A similar reversal occurred in Oregon. South Valley Firearms, located in Monroe, Oregon, challenged the ATF’s 2024 denial of the owner’s license renewal application. According to ProPublica, the denial stemmed from the owner’s prior domestic violence conviction. The dealer filed suit in federal court after the application was rejected.

Although the Department of Justice initially defended the denial, the Trump administration later informed the dealer’s attorney that the government would allow the owner to reapply for his license. According to the attorney, federal officials offered no explanation for the reversal. The attorney told ProPublica, “They just said, ‘Have him resubmit his application and we’ll give it to him.’”

A Broader Retreat from Dealer ACCOUNTABILITY

The stories of these three dealers come amid a broader retreat from federal gun trafficking enforcement. ProPublica reported that ATF referrals for trafficking-related charges declined during the first year of the Trump administration, while large numbers of ATF personnel were redirected toward immigration enforcement activities. Former ATF officials warn that the consequences of today’s enforcement decisions may not become apparent for years. Trafficked firearms often take years to surface at crime scenes, meaning the effects of reduced oversight may lag behind policy changes.

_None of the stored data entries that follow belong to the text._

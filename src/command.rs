//src/command.rs

use std::path::Path;

use crate::types::DenoiseParams;

/// Name of the external denoising executable, resolved through PATH.
pub const DEBLUR_EXECUTABLE: &str = "deblur";

/// Table deblur writes into the output directory; the only artifact we read.
pub const OUTPUT_TABLE_FILENAME: &str = "reference-hit.biom";

/// Builds the full argv for one `deblur workflow` run.
///
/// Every parameter maps to exactly one `--flag value` pair. The positive
/// filtering reference is optional: when `reference_seqs` is `None` the
/// `--pos-ref-fp` flag is omitted entirely (deblur rejects an empty value).
/// `-w` asks deblur to keep the reference-hit outputs we consume.
///
/// No validation happens here; malformed values are rejected upstream by
/// the types in [`DenoiseParams`].
pub fn build_workflow_argv(
    demultiplexed_seqs: &Path,
    output_dir: &Path,
    reference_seqs: Option<&Path>,
    trim_length: i32,
    params: &DenoiseParams,
) -> Vec<String> {
    let mut argv = vec![
        DEBLUR_EXECUTABLE.to_string(),
        "workflow".to_string(),
        "--seqs-fp".to_string(),
        demultiplexed_seqs.display().to_string(),
        "--output-dir".to_string(),
        output_dir.display().to_string(),
        "--mean-error".to_string(),
        params.mean_error.to_string(),
        "--indel-prob".to_string(),
        params.indel_prob.to_string(),
        "--indel-max".to_string(),
        params.indel_max.to_string(),
        "--trim-length".to_string(),
        trim_length.to_string(),
        "--min-reads".to_string(),
        params.min_reads.to_string(),
        "--min-size".to_string(),
        params.min_size.to_string(),
        "--jobs-to-start".to_string(),
        params.jobs_to_start.to_string(),
        "-w".to_string(),
    ];

    if let Some(ref_fp) = reference_seqs {
        argv.push("--pos-ref-fp".to_string());
        argv.push(ref_fp.display().to_string());
    }

    argv
}

#[cfg(test)]
mod tests {
    use super::*;
    use std::path::PathBuf;

    fn flag_value<'a>(argv: &'a [String], flag: &str) -> Option<&'a str> {
        argv.iter()
            .position(|t| t == flag)
            .and_then(|i| argv.get(i + 1))
            .map(|s| s.as_str())
    }

    #[test]
    fn every_parameter_has_a_flag() {
        let argv = build_workflow_argv(
            &PathBuf::from("/data/demux"),
            &PathBuf::from("/tmp/scratch"),
            None,
            150,
            &DenoiseParams::default(),
        );

        assert_eq!(argv[0], "deblur");
        assert_eq!(argv[1], "workflow");
        assert_eq!(flag_value(&argv, "--seqs-fp"), Some("/data/demux"));
        assert_eq!(flag_value(&argv, "--output-dir"), Some("/tmp/scratch"));
        assert_eq!(flag_value(&argv, "--mean-error"), Some("0.005"));
        assert_eq!(flag_value(&argv, "--indel-prob"), Some("0.01"));
        assert_eq!(flag_value(&argv, "--indel-max"), Some("3"));
        assert_eq!(flag_value(&argv, "--trim-length"), Some("150"));
        assert_eq!(flag_value(&argv, "--min-reads"), Some("10"));
        assert_eq!(flag_value(&argv, "--min-size"), Some("2"));
        assert_eq!(flag_value(&argv, "--jobs-to-start"), Some("1"));
        assert!(argv.iter().any(|t| t == "-w"));
    }

    #[test]
    fn reference_flag_omitted_when_absent() {
        let argv = build_workflow_argv(
            &PathBuf::from("seqs"),
            &PathBuf::from("out"),
            None,
            100,
            &DenoiseParams::default(),
        );
        assert!(!argv.iter().any(|t| t == "--pos-ref-fp"));
    }

    #[test]
    fn reference_flag_present_when_given() {
        let argv = build_workflow_argv(
            &PathBuf::from("seqs"),
            &PathBuf::from("out"),
            Some(&PathBuf::from("/refs/gg.fasta")),
            100,
            &DenoiseParams::default(),
        );
        assert_eq!(flag_value(&argv, "--pos-ref-fp"), Some("/refs/gg.fasta"));
    }

    #[test]
    fn no_trim_sentinel_forwarded_verbatim() {
        let argv = build_workflow_argv(
            &PathBuf::from("seqs"),
            &PathBuf::from("out"),
            None,
            crate::types::NO_TRIM,
            &DenoiseParams::default(),
        );
        assert_eq!(flag_value(&argv, "--trim-length"), Some("-1"));
    }
}
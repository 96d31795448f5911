//src/error.rs

use std::io;
use std::path::PathBuf;
use thiserror::Error;

/// Everything that can go wrong while driving a deblur workflow run.
///
/// There are no retries anywhere: a subprocess failure or a missing/broken
/// output table aborts the whole operation and nothing is returned.
#[derive(Debug, Error)]
pub enum DeblurError {
    /// The deblur executable could not be launched at all (not installed,
    /// not on PATH, permission problem).
    #[error("could not launch the deblur executable: {0}")]
    Spawn(#[source] io::Error),

    /// deblur ran but exited with a non-zero status. `status` is the exit
    /// code, or -1 if the process was killed by a signal.
    #[error("deblur workflow exited with status {status}")]
    WorkflowFailed { status: i32 },

    /// deblur exited 0 but the expected output table is not there. Usually
    /// a tool/version mismatch.
    #[error("deblur did not produce the expected output {}: {source}", .path.display())]
    MissingOutput {
        path: PathBuf,
        #[source]
        source: io::Error,
    },

    /// The output table exists but cannot be parsed as a BIOM table.
    #[error("invalid BIOM table {}: {reason}", .path.display())]
    InvalidTable { path: PathBuf, reason: String },

    /// Two distinct sequences produced the same MD5 digest. Astronomically
    /// unlikely, but the id/sequence pairing would be ambiguous, so fail
    /// loudly rather than overwrite.
    #[error("md5 collision: sequences {a:?} and {b:?} share digest {digest}")]
    HashCollision { a: String, b: String, digest: String },

    /// The feature axis of the table and the paired sequence collection
    /// disagree. Checked eagerly before the sequences are handed out.
    #[error("feature ids in the table do not match the paired sequences: {0}")]
    FeatureIdMismatch(String),

    #[error(transparent)]
    Io(#[from] io::Error),
}
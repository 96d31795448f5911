use indicatif::{ProgressBar, ProgressStyle};
use std::env;
use std::fs;
use std::path::PathBuf;
use std::process::exit;

use q2_deblur_rs::types::DenoiseParams;
use q2_deblur_rs::{denoise_16s, denoise_other};

fn usage() -> ! {
    eprintln!(
        "usage: q2-deblur-rs <demux-dir> <trim-length> [reference.fasta]\n\
         \n\
         Runs `deblur workflow` on the demultiplexed FASTQ directory and\n\
         writes feature-table.tsv and representative-seqs.fasta to the\n\
         current directory. Pass a reference FASTA to positive-filter\n\
         against it instead of deblur's 16S default. trim-length -1\n\
         disables trimming."
    );
    exit(2);
}

fn main() {
    env_logger::init();

    let args: Vec<String> = env::args().skip(1).collect();
    if args.len() < 2 || args.len() > 3 {
        usage();
    }
    let demux_dir = PathBuf::from(&args[0]);
    let trim_length: i32 = match args[1].parse() {
        Ok(n) => n,
        Err(_) => usage(),
    };
    let reference = args.get(2).map(PathBuf::from);

    let params = DenoiseParams::default();

    let spinner = ProgressBar::new_spinner();
    spinner.set_style(
        ProgressStyle::default_spinner()
            .tick_strings(&[
                "⠋", "⠙", "⠹", "⠸", "⠼", "⠴", "⠦", "⠧", "⠇", "⠏",
            ])
            .template("{spinner:.green} {msg}")
            .expect("Invalid spinner template"),
    );
    spinner.set_message("Running deblur workflow...");

    let result = match &reference {
        Some(ref_fp) => denoise_other(&demux_dir, ref_fp, trim_length, &params),
        None => denoise_16s(&demux_dir, trim_length, &params),
    };

    let (table, rep_seqs) = match result {
        Ok(outputs) => outputs,
        Err(e) => {
            spinner.finish_with_message("Denoising failed.");
            eprintln!("error: {e}");
            exit(1);
        }
    };
    spinner.finish_with_message(format!(
        "Denoised {} features across {} samples.",
        table.n_observations(),
        table.n_samples()
    ));

    let spinner = ProgressBar::new_spinner();
    spinner.set_style(
        ProgressStyle::default_spinner()
            .tick_strings(&[
                "⠋", "⠙", "⠹", "⠸", "⠼", "⠴", "⠦", "⠧", "⠇", "⠏",
            ])
            .template("{spinner:.yellow} {msg}")
            .expect("Invalid spinner template"),
    );
    spinner.set_message("Writing output files...");

    fs::write("feature-table.tsv", table.to_tsv())
        .expect("Could not write feature-table.tsv");

    fs::write("representative-seqs.fasta", rep_seqs.to_fasta())
        .expect("Could not write representative-seqs.fasta");

    spinner.finish_with_message("Output files created.");
}
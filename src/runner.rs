//src/runner.rs

use std::process::Command;

use crate::error::DeblurError;

/// Capability for running one external workflow invocation to completion.
///
/// The argv is the full token list from
/// [`build_workflow_argv`](crate::command::build_workflow_argv), executable
/// name first. Implementations must block until the process exits and map a
/// non-zero status to [`DeblurError::WorkflowFailed`]. Tests substitute a
/// fake that writes a canned table instead of invoking a real binary.
pub trait WorkflowRunner {
    fn run(&self, argv: &[String]) -> Result<(), DeblurError>;
}

/// The real thing: spawns the executable via `std::process::Command`,
/// inheriting stdout/stderr, and waits synchronously. No timeout and no
/// cancellation; the caller is blocked until deblur exits.
#[derive(Debug, Default)]
pub struct SubprocessRunner;

impl WorkflowRunner for SubprocessRunner {
    fn run(&self, argv: &[String]) -> Result<(), DeblurError> {
        log::info!("running: {}", argv.join(" "));

        let status = Command::new(&argv[0])
            .args(&argv[1..])
            .status()
            .map_err(DeblurError::Spawn)?;

        if !status.success() {
            // On unix a signal kill leaves no exit code.
            let code = status.code().unwrap_or(-1);
            log::error!("deblur workflow failed with status {code}");
            return Err(DeblurError::WorkflowFailed { status: code });
        }
        Ok(())
    }
}

#[cfg(test)]
mod tests {
    use super::*;

    #[test]
    fn nonzero_exit_is_fatal() {
        let argv = vec!["false".to_string()];
        let err = SubprocessRunner.run(&argv).unwrap_err();
        match err {
            DeblurError::WorkflowFailed { status } => assert_eq!(status, 1),
            other => panic!("expected WorkflowFailed, got {other:?}"),
        }
    }

    #[test]
    fn zero_exit_is_ok() {
        let argv = vec!["true".to_string()];
        assert!(SubprocessRunner.run(&argv).is_ok());
    }

    #[test]
    fn missing_executable_is_spawn_error() {
        let argv = vec!["definitely-not-a-real-binary-9f2c".to_string()];
        let err = SubprocessRunner.run(&argv).unwrap_err();
        assert!(matches!(err, DeblurError::Spawn(_)));
    }
}
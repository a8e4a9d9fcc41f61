//! The user-facing JSON web server that listens for recognition
//! requests. Every handled failure is rendered as the same envelope a
//! success uses, with the failure in its `code`/`msg` fields.

use crate::classifier::Classifier;
use crate::error::OcrError;
use crate::resolver::Resolver;
use actix_web::http::header::ContentType;
use actix_web::http::StatusCode;
use actix_web::HttpResponse;
use std::sync::Arc;
use tracing::error;

pub mod protocol;
pub mod routes;

/// State shared by all requests: the classifier loaded at startup and
/// the input resolver
pub struct AppState {
    pub classifier: Arc<dyn Classifier>,
    pub resolver: Resolver,
}

impl AppState {
    pub fn new(classifier: Arc<dyn Classifier>, resolver: Resolver) -> Self {
        AppState {
            classifier,
            resolver,
        }
    }
}

impl actix_web::error::ResponseError for OcrError {
    fn error_response(&self) -> HttpResponse {
        if let OcrError::Internal(err) = self {
            error!("internal error serving ocr request: {err:#}");
        }
        HttpResponse::build(self.status_code())
            .insert_header(ContentType::json())
            .json(protocol::OcrResponse::from(self))
    }

    fn status_code(&self) -> StatusCode {
        // Handled failures travel inside the envelope; only unexpected
        // ones surface as a transport-level 500
        match self {
            OcrError::Internal(_) => StatusCode::INTERNAL_SERVER_ERROR,
            _ => StatusCode::OK,
        }
    }
}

Mitchem warned that weakening anti-trafficking efforts does not stop firearms from moving into illegal markets. “Just because no one is watching the trafficking pipelines right now doesn’t mean guns aren’t flowing through it,” she said. “It just means they’re not being intercepted.”

License revocations under the Biden-era served two purposes: removing dealers that repeatedly violated federal law and sending a message to the rest of the industry that compliance failures would have consequences. Mitchem believes the consequences of the administration’s policy shift may take years to fully materialize. “As you walk away from that, and you don’t have your focus on that anymore,” she told ProPublica, “that pipeline is going to be flowing, and we are going to start to see the violent crime impact from that over time.”

For dealers such as the Chambered Group and South Valley Firearms, the shift has already produced tangible benefits. For communities affected by gun trafficking and gun violence, former ATF officials warn the consequences of the rollback may still be ahead.